Since then, protesters have set up barricades along highways in the north of the country, blocking hundreds of lorries carrying goods to Egypt.
'We’ve intercepted about forty Egyptian lorries'
Yasser is a farmer. He’s been taking part in protests in the region of Atbara, located 250 kilometres north of Khartoum.
At first, we just wanted to force the authorities to scrap the electricity price hike. But now we're demanding more.
The lorries transport raw food items to Egypt. Egypt buys them here at a low price and then processes them and exports them to Europe in exchange for foreign currency, among other things.
These lorries carry livestock, sesame, peanuts, sorrel, garlic, etc. We want the authorities to build factories in Sudan so that the products can be processed here. That would create jobs and foster development in regions like ours. And it would allow us to export our products at better prices.
Smuggling is also a major issue. Many lorries transport animals and agricultural products with no documents showing where they were purchased. When we intercept them, we hand them over to the authorities.

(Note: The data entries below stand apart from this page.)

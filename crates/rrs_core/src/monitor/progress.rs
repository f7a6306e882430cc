//! Progress estimation from filesystem outputs.
//!
//! Ratios are computed against the pre-flight inventory written before
//! any downloads begin. Scans tolerate concurrently written files:
//! partial files simply undercount until their writer finishes.

use std::path::Path;

use chrono::{DateTime, Utc};
use parking_lot::Mutex;
use serde::Serialize;

use crate::artifacts::{POLLING_FILE_RE, RAW_FILE_RE};
use crate::config::Settings;
use crate::models::{SessionId, SessionPaths};
use crate::pipeline::StatusMarker;

use super::processes::{scan_stage_processes, StageProcess};

/// Auxiliary artifacts reported as a literal found/expected pair.
const EXPECTED_SURFACE_PLACEFILES: &[&str] = &[
    "storm_reports.txt",
    "surface_observations.txt",
    "probsevere.txt",
];

/// A literal "(found/expected)" pair, not a percentage.
#[derive(Debug, Clone, Copy, Default, PartialEq, Eq, Serialize)]
pub struct FoundExpected {
    pub found: usize,
    pub expected: usize,
}

impl std::fmt::Display for FoundExpected {
    fn fmt(&self, f: &mut std::fmt::Formatter<'_>) -> std::fmt::Result {
        write!(f, "{}/{} files found", self.found, self.expected)
    }
}

/// One progress sample.
#[derive(Debug, Clone, Serialize)]
pub struct ProgressSnapshot {
    /// When the sample was taken.
    pub sampled_at: DateTime<Utc>,
    /// Stage processes currently running for this run.
    pub active_stages: Vec<StageProcess>,
    /// Download completion, percent.
    pub download_percent: f64,
    /// Transform completion, percent.
    pub transform_percent: f64,
    /// Surface placefile availability.
    pub surface_placefiles: FoundExpected,
    /// Rendered-image completion, percent (two renders per input).
    pub render_percent: f64,
    /// Model files present.
    pub model_files: Vec<String>,
}

impl Default for ProgressSnapshot {
    fn default() -> Self {
        Self {
            sampled_at: Utc::now(),
            active_stages: Vec::new(),
            download_percent: 0.0,
            transform_percent: 0.0,
            surface_placefiles: FoundExpected::default(),
            render_percent: 0.0,
            model_files: Vec::new(),
        }
    }
}

/// Session-scoped progress monitor.
pub struct ProgressMonitor {
    paths: SessionPaths,
    tag: SessionId,
    allow_list: Vec<String>,
    last: Mutex<ProgressSnapshot>,
}

impl ProgressMonitor {
    /// Build a monitor for one session.
    ///
    /// The process allow-list is derived from the configured stage
    /// executables.
    pub fn new(paths: SessionPaths, tag: SessionId, settings: &Settings) -> Self {
        let exes = &settings.executables;
        let allow_list = [
            &exes.nexrad_fetch,
            &exes.radar_munge,
            &exes.reports_placefile,
            &exes.obs_placefile,
            &exes.probsevere_fetch,
            &exes.probsevere_placefile,
            &exes.model_placefile,
            &exes.event_times,
            &exes.hodo_render,
        ]
        .iter()
        .map(|path| {
            path.rsplit('/')
                .next()
                .unwrap_or(path.as_str())
                .to_string()
        })
        .collect();

        Self {
            paths,
            tag,
            allow_list,
            last: Mutex::new(ProgressSnapshot::default()),
        }
    }

    /// Take a progress sample.
    ///
    /// When the durable status marker says the run is inactive, the
    /// last cached snapshot is returned without re-scanning.
    pub fn sample(&self) -> ProgressSnapshot {
        let active = StatusMarker::new(self.paths.status_file())
            .read()
            .map(|status| status.is_active())
            .unwrap_or(false);
        if !active {
            return self.last.lock().clone();
        }

        let snapshot = self.scan();
        *self.last.lock() = snapshot.clone();
        snapshot
    }

    fn scan(&self) -> ProgressSnapshot {
        let expected = self.expected_file_count();

        let downloaded = count_files(&self.paths.radar_dir(), |name| RAW_FILE_RE.is_match(name));
        let transformed =
            count_files(&self.paths.polling_dir(), |name| POLLING_FILE_RE.is_match(name));
        let rendered = count_files(&self.paths.hodographs_dir(), |name| name.ends_with(".png"));

        let placefiles_dir = self.paths.placefiles_dir();
        let found = EXPECTED_SURFACE_PLACEFILES
            .iter()
            .filter(|name| placefiles_dir.join(name).is_file())
            .count();

        let mut model_files: Vec<String> = Vec::new();
        if let Ok(entries) = std::fs::read_dir(self.paths.model_dir()) {
            for entry in entries.flatten() {
                if let Some(name) = entry.file_name().to_str() {
                    model_files.push(name.to_string());
                }
            }
        }
        model_files.sort();

        ProgressSnapshot {
            sampled_at: Utc::now(),
            active_stages: scan_stage_processes(self.tag.as_str(), &self.allow_list),
            download_percent: percent(downloaded, expected),
            transform_percent: percent(transformed, expected),
            surface_placefiles: FoundExpected {
                found,
                expected: EXPECTED_SURFACE_PLACEFILES.len(),
            },
            render_percent: percent(rendered, 2 * expected),
            model_files,
        }
    }

    /// Expected-file count from the pre-flight inventory; zero when
    /// the inventory is missing or unreadable.
    fn expected_file_count(&self) -> usize {
        std::fs::read_to_string(self.paths.inventory_file())
            .ok()
            .and_then(|content| {
                serde_json::from_str::<serde_json::Map<String, serde_json::Value>>(&content).ok()
            })
            .map(|map| map.len())
            .unwrap_or(0)
    }
}

/// Percentage with a zero-denominator guard, capped at 100.
fn percent(count: usize, expected: usize) -> f64 {
    if expected == 0 {
        return 0.0;
    }
    (100.0 * count as f64 / expected as f64).min(100.0)
}

/// Recursively count files whose name passes the filter. Unreadable
/// entries are skipped, never fatal.
fn count_files(root: &Path, filter: impl Fn(&str) -> bool + Copy) -> usize {
    let mut count = 0;
    let mut pending = vec![root.to_path_buf()];
    while let Some(dir) = pending.pop() {
        let entries = match std::fs::read_dir(&dir) {
            Ok(entries) => entries,
            Err(_) => continue,
        };
        for entry in entries.flatten() {
            let path = entry.path();
            if path.is_dir() {
                pending.push(path);
            } else if let Some(name) = path.file_name().and_then(|n| n.to_str()) {
                if filter(name) {
                    count += 1;
                }
            }
        }
    }
    count
}

#[cfg(test)]
mod tests {
    use super::*;
    use crate::models::RunStatus;
    use tempfile::{tempdir, TempDir};

    fn setup(dir: &TempDir) -> (ProgressMonitor, SessionPaths) {
        let session = SessionId::new("mon-test");
        let paths = SessionPaths::new(dir.path(), &session);
        paths.ensure_dirs().unwrap();
        let monitor = ProgressMonitor::new(paths.clone(), session, &Settings::default());
        (monitor, paths)
    }

    fn write_inventory(paths: &SessionPaths, names: &[&str]) {
        let map: std::collections::BTreeMap<&str, &str> =
            names.iter().map(|n| (*n, "s3://bucket/x")).collect();
        std::fs::write(
            paths.inventory_file(),
            serde_json::to_string(&map).unwrap(),
        )
        .unwrap();
    }

    #[test]
    fn zero_expected_files_is_zero_percent() {
        // Scenario E: no divide-by-zero.
        let dir = tempdir().unwrap();
        let (monitor, paths) = setup(&dir);
        StatusMarker::new(paths.status_file())
            .write(RunStatus::Running)
            .unwrap();

        let snapshot = monitor.sample();
        assert_eq!(snapshot.download_percent, 0.0);
        assert_eq!(snapshot.transform_percent, 0.0);
        assert_eq!(snapshot.render_percent, 0.0);
    }

    #[test]
    fn ratios_follow_the_inventory_denominator() {
        let dir = tempdir().unwrap();
        let (monitor, paths) = setup(&dir);
        StatusMarker::new(paths.status_file())
            .write(RunStatus::Running)
            .unwrap();
        write_inventory(
            &paths,
            &[
                "KTLX20230607_214500_V06",
                "KTLX20230607_215000_V06",
                "KTLX20230607_215500_V06",
                "KTLX20230607_220000_V06",
            ],
        );

        let downloads = paths.site_download_dir("KTLX");
        std::fs::create_dir_all(&downloads).unwrap();
        std::fs::write(downloads.join("KTLX20230607_214500_V06"), b"raw").unwrap();
        std::fs::write(downloads.join("KTLX20230607_215000_V06"), b"raw").unwrap();

        let polling = paths.site_polling_dir("KTLX");
        std::fs::create_dir_all(&polling).unwrap();
        std::fs::write(polling.join("KTLX20230607_214500"), b"out").unwrap();

        std::fs::write(
            paths.hodographs_dir().join("KTLX_hodo_20230607_214500.png"),
            b"png",
        )
        .unwrap();
        std::fs::write(
            paths.hodographs_dir().join("KTLX_storm_20230607_214500.png"),
            b"png",
        )
        .unwrap();

        std::fs::write(paths.placefiles_dir().join("probsevere.txt"), b"pf").unwrap();

        let snapshot = monitor.sample();
        assert_eq!(snapshot.download_percent, 50.0);
        assert_eq!(snapshot.transform_percent, 25.0);
        // 2 renders of 2*4 expected.
        assert_eq!(snapshot.render_percent, 25.0);
        assert_eq!(snapshot.surface_placefiles.found, 1);
        assert_eq!(snapshot.surface_placefiles.expected, 3);
        assert_eq!(
            snapshot.surface_placefiles.to_string(),
            "1/3 files found"
        );
    }

    #[test]
    fn inactive_run_returns_cached_snapshot_without_rescan() {
        let dir = tempdir().unwrap();
        let (monitor, paths) = setup(&dir);
        let marker = StatusMarker::new(paths.status_file());
        marker.write(RunStatus::Running).unwrap();
        write_inventory(&paths, &["KTLX20230607_214500_V06"]);

        let downloads = paths.site_download_dir("KTLX");
        std::fs::create_dir_all(&downloads).unwrap();
        std::fs::write(downloads.join("KTLX20230607_214500_V06"), b"raw").unwrap();

        let active_snapshot = monitor.sample();
        assert_eq!(active_snapshot.download_percent, 100.0);

        // Run ends; new files must not change the sampled value.
        marker.write(RunStatus::Completed).unwrap();
        std::fs::remove_file(downloads.join("KTLX20230607_214500_V06")).unwrap();

        let cached = monitor.sample();
        assert_eq!(cached.download_percent, 100.0);
        assert_eq!(cached.sampled_at, active_snapshot.sampled_at);
    }

    #[test]
    fn missing_marker_means_inactive() {
        let dir = tempdir().unwrap();
        let (monitor, _paths) = setup(&dir);
        let snapshot = monitor.sample();
        assert_eq!(snapshot.download_percent, 0.0);
    }

    #[test]
    fn percent_caps_at_one_hundred() {
        assert_eq!(percent(5, 2), 100.0);
        assert_eq!(percent(0, 0), 0.0);
        assert_eq!(percent(1, 4), 25.0);
    }
}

For us, it doesn’t matter who is leading the country. Whether it is soldiers or civilians, successive governments have done nothing to support us. We just want development in our region. We aren’t really part of the protests calling for an end to military rule.

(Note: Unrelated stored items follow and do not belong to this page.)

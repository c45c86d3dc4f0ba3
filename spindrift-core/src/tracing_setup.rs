//! Tracing setup for Spindrift
//!
//! Provides dual output: console logs at a caller-chosen level and full
//! debug logs to disk, so a clean console never costs debugging detail.

use std::fs::{File, create_dir_all};
use std::path::Path;

use tracing::Level;
use tracing_subscriber::layer::SubscriberExt;
use tracing_subscriber::util::SubscriberInitExt;
use tracing_subscriber::{EnvFilter, Layer, fmt};

/// Initialize tracing with dual output: console (user level) + file (full debug)
///
/// # Arguments
/// * `console_level` - Log level for console output
/// * `logs_dir` - Directory to write debug logs (defaults to "./logs")
///
/// # File Output
/// Writes complete debug logs to `logs/spindrift-last-run.log`, overwriting
/// the previous run.
///
/// # Errors
///
/// - `Box<dyn std::error::Error>` - If the logs directory cannot be created
///   or the log file cannot be opened for writing
pub fn init_tracing(
    console_level: Level,
    logs_dir: Option<&Path>,
) -> Result<(), Box<dyn std::error::Error>> {
    let logs_path = logs_dir.unwrap_or_else(|| Path::new("logs"));

    create_dir_all(logs_path)?;

    let log_file_path = logs_path.join("spindrift-last-run.log");
    let log_file = File::create(&log_file_path)?;

    // Console layer - respects the chosen log level
    let console_filter = EnvFilter::try_from_default_env()
        .unwrap_or_else(|_| EnvFilter::new(console_level.to_string()));

    let console_layer = fmt::layer()
        .with_target(true)
        .with_thread_ids(false)
        .with_thread_names(false)
        .with_file(false)
        .with_line_number(false)
        .with_filter(console_filter);

    // File layer - always captures everything at TRACE level for debugging
    let file_filter = EnvFilter::new("trace");

    let file_layer = fmt::layer()
        .with_target(true)
        .with_thread_ids(true)
        .with_thread_names(true)
        .with_file(true)
        .with_line_number(true)
        .with_ansi(false) // No color codes in files
        .with_writer(log_file)
        .with_filter(file_filter);

    tracing_subscriber::registry()
        .with(console_layer)
        .with(file_layer)
        .init();

    tracing::info!(
        "Tracing initialized: console={}, debug_file={}",
        console_level,
        log_file_path.display()
    );

    Ok(())
}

>> Read more on The Observers: Sudanese security forces 'hunt down' injured protesters in hospital
However, the grievances of some protesters, which were, initially, economic, have become increasingly political. They are calling for the military government to step down and for the transitional government, unseated during the coup, to return to power.
In recent weeks, resistance committees – modeled after the committees that organise weekly protests in the capital, Khartoum – have been formed in the north.

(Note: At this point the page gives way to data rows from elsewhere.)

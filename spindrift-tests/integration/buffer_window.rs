//! Window behavior of the sparse ring buffer under demuxer-like access.

use proptest::prelude::*;
use spindrift_core::buffer::RingBuffer;

fn pattern(offset: u64, len: usize) -> Vec<u8> {
    (0..len).map(|i| (offset as usize + i) as u8).collect()
}

/// Streams far more data than the window holds through the buffer in odd
/// chunk sizes, verifying every byte and the window invariants along the way.
#[test]
fn test_sliding_window_streams_past_capacity() {
    let mut ring = RingBuffer::new(8192);
    let total: u64 = 100_000;
    let mut produced: u64 = 0;
    let mut consumed: u64 = 0;
    let mut chunk = 1usize;

    while consumed < total {
        // produce in growing, non-aligned chunks
        if produced < total {
            let want = chunk.min((total - produced) as usize);
            let mut span = ring.prepare(want);
            let data = pattern(produced, span.len());
            let n = span.fill_from(&data);
            drop(span);
            assert!(ring.commit(n));
            produced += n as u64;
            chunk = (chunk % 977) + 13;
        }

        // consume roughly half of what is buffered
        let take = (ring.buffered() / 2).max(1).min(ring.buffered()) as usize;
        if take > 0 {
            let view = ring.data(take);
            assert_eq!(view.to_vec(), pattern(consumed, view.len()));
            let n = view.len();
            drop(view);
            assert!(ring.consume(n));
            consumed += n as u64;
        }

        assert!(ring.read_offset() <= ring.write_offset());
        assert!(ring.write_offset() - ring.read_offset() <= ring.capacity());
        assert!(ring.data_end() - ring.data_beg() <= ring.capacity());
    }
    assert_eq!(consumed, total);
}

/// A consumer that jumps ahead, reads, and comes back sees the skipped
/// range as missing until it is explicitly refilled.
#[test]
fn test_skipped_range_is_not_stale_readable() {
    let mut ring = RingBuffer::new(16 * 1024);
    let mut span = ring.prepare(1000);
    let n = span.fill_from(&pattern(0, 1000));
    drop(span);
    ring.commit(n);

    assert!(ring.seek(5000));
    let mut span = ring.prepare(1000);
    let n = span.fill_from(&pattern(5000, 1000));
    drop(span);
    ring.commit(n);

    assert!(ring.seek(0));
    // the never-fetched middle must read as missing, both sides as data
    assert!(ring.read_at(0, 1000).is_ok());
    assert!(ring.read_at(5000, 1000).is_ok());
    assert!(ring.read_at(1000, 4000).is_err());

    // refill lands exactly in the gap and makes it readable
    let mut filled = 1000u64;
    while filled < 5000 {
        let mut span = ring.prepare(4096);
        let data = pattern(filled, span.len());
        let n = span.fill_from(&data);
        drop(span);
        assert!(ring.commit(n));
        filled += n as u64;
    }
    assert_eq!(ring.read_at(1000, 4000).unwrap().to_vec(), pattern(1000, 4000));
}

proptest! {
    /// Whatever offset the window is parked at, committed bytes read back
    /// identically through the random-access path.
    #[test]
    fn prop_round_trip_at_arbitrary_offsets(
        origin in 0u64..1_000_000,
        len in 1usize..=4096,
    ) {
        let mut ring = RingBuffer::new(4096);
        ring.reset_to(origin);
        let mut span = ring.prepare(len);
        let data = pattern(origin, len);
        let n = span.fill_from(&data);
        drop(span);
        prop_assert!(ring.commit(n));
        prop_assert_eq!(n, len);
        prop_assert_eq!(ring.read_at(origin, len).unwrap().to_vec(), data);
    }
}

'There can’t be an improvement in socio-economic conditions without democracy'
Ibrahim is one of these activists. He comes from the town of al-Berguig, located more than 500 kilometres north of Khartoum.
The fight to stop the rising cost of electricity is no longer the central issue for us. First, we need to return to the political transition towards democracy and the establishment of democratic institutions. There can’t be an improvement in socio-economic conditions without democracy.
Today [Wednesday, February 2], I helped erect a barricade in Hafir [Editor’s note: a town located in the al-Berguig region]. Around 200 lorries carrying Egyptian products were stalled. The lorries were carrying livestock, frozen meat and cotton, among other things.
When the lorries are stopped, we check with the drivers to see if their documents are in order, if they have receipts. That’s one way to combat smuggling, because there is a lot of camel smuggling between Sudan and Egypt.
However, we don’t search the goods because we can’t step in for the police.
In order to avoid the barricades along the highway in Northern state, lorries carrying goods bound for Egypt have been traveling through the Port Sudan region, located in the northeastern part of the country. But protesters there have also started to block this highway, as shown in videos posted on social media.
📍 The Egyptian trucks tried to circumvent Shiryan Al Shamal road, which was blocked by the northern state protesters, but the Port Sudan's youths managed to stop them at Transit bridge.#SudanCoup #ترس_الشمال pic.twitter.com/9506jigrbP— Mohamed Mustafa (@Moh_Gamea) January 31, 2022
According to Sudanese economist Mohamed al-Nayer, quoted by al-Araby, these barricades will have an effect on the economies of both countries. Sudanese exports to Egypt represent 10% of the country’s total exports. He said that the volume of exchange between the two countries surpassed one billion dollars in 2021.